■ Exercise prompt
For every line in the records that has the word "LlmError", make a copy.

■ Dataset extract
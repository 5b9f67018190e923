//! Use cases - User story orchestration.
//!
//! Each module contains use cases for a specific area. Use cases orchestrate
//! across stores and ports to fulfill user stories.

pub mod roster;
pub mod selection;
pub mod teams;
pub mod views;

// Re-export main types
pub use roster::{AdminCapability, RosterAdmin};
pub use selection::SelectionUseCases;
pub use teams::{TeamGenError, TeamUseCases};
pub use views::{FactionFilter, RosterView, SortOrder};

...

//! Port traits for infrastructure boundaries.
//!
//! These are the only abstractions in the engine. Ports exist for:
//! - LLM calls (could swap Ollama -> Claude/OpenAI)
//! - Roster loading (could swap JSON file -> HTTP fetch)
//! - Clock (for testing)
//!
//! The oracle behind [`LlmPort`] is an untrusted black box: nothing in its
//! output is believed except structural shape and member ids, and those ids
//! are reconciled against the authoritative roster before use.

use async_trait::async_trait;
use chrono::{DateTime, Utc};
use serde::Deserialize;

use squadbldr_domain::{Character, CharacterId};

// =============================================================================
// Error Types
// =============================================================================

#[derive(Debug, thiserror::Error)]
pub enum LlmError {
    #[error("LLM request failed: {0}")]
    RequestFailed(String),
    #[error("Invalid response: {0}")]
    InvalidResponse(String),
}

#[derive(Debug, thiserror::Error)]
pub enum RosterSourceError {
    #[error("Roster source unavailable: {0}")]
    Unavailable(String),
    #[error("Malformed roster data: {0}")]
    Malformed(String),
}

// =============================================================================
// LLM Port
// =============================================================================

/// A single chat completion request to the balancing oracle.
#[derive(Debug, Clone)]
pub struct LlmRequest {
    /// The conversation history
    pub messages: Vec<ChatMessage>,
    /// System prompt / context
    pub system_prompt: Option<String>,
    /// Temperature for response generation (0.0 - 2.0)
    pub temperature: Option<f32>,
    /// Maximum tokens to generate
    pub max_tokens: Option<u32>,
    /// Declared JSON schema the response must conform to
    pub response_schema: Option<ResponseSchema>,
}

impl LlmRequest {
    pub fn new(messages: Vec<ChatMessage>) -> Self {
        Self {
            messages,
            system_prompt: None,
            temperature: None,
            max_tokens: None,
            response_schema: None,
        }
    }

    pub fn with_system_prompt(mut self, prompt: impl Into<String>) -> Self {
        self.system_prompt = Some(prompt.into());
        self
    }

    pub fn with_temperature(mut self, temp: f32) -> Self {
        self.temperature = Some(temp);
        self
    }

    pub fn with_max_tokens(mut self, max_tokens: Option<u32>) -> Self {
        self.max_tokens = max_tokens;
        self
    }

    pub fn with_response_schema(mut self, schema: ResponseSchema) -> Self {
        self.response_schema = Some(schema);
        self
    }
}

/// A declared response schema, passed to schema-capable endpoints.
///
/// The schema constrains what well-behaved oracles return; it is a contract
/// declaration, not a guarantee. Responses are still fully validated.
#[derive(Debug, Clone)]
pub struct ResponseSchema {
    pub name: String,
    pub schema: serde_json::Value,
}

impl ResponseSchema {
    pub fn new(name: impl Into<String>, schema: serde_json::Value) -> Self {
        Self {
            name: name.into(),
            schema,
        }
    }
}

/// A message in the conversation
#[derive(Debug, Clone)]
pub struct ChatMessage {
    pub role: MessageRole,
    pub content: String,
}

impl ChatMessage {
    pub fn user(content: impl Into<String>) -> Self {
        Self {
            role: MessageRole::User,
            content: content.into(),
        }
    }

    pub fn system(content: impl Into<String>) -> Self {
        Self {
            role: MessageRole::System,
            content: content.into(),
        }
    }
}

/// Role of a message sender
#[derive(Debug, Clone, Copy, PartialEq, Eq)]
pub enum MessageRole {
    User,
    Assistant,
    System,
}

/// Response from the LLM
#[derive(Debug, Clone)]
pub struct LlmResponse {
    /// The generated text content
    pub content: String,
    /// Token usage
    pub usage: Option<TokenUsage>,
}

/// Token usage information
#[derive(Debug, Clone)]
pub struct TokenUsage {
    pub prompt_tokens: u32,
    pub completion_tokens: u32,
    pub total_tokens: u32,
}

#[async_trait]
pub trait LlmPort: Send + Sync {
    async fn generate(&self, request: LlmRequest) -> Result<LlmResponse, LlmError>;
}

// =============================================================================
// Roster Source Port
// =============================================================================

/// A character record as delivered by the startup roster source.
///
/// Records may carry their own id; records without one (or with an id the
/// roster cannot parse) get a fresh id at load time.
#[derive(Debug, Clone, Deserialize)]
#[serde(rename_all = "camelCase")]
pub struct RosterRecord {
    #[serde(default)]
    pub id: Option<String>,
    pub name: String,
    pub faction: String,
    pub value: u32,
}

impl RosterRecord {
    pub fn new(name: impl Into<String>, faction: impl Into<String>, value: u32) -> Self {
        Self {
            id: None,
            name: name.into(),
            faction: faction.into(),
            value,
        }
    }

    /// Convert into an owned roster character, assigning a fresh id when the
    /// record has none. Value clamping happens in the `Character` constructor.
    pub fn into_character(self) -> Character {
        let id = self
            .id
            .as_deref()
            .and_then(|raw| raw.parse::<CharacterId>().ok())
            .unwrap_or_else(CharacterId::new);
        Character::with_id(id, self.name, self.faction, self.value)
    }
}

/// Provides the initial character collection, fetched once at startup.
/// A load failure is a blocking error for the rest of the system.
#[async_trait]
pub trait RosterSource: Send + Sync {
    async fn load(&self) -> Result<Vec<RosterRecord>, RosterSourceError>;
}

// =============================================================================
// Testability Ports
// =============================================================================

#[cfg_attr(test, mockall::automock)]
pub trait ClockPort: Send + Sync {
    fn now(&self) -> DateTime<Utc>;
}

■ Output of the task
pub enum LlmError {
    async fn generate(&self, request: LlmRequest) -> Result<LlmResponse, LlmError>;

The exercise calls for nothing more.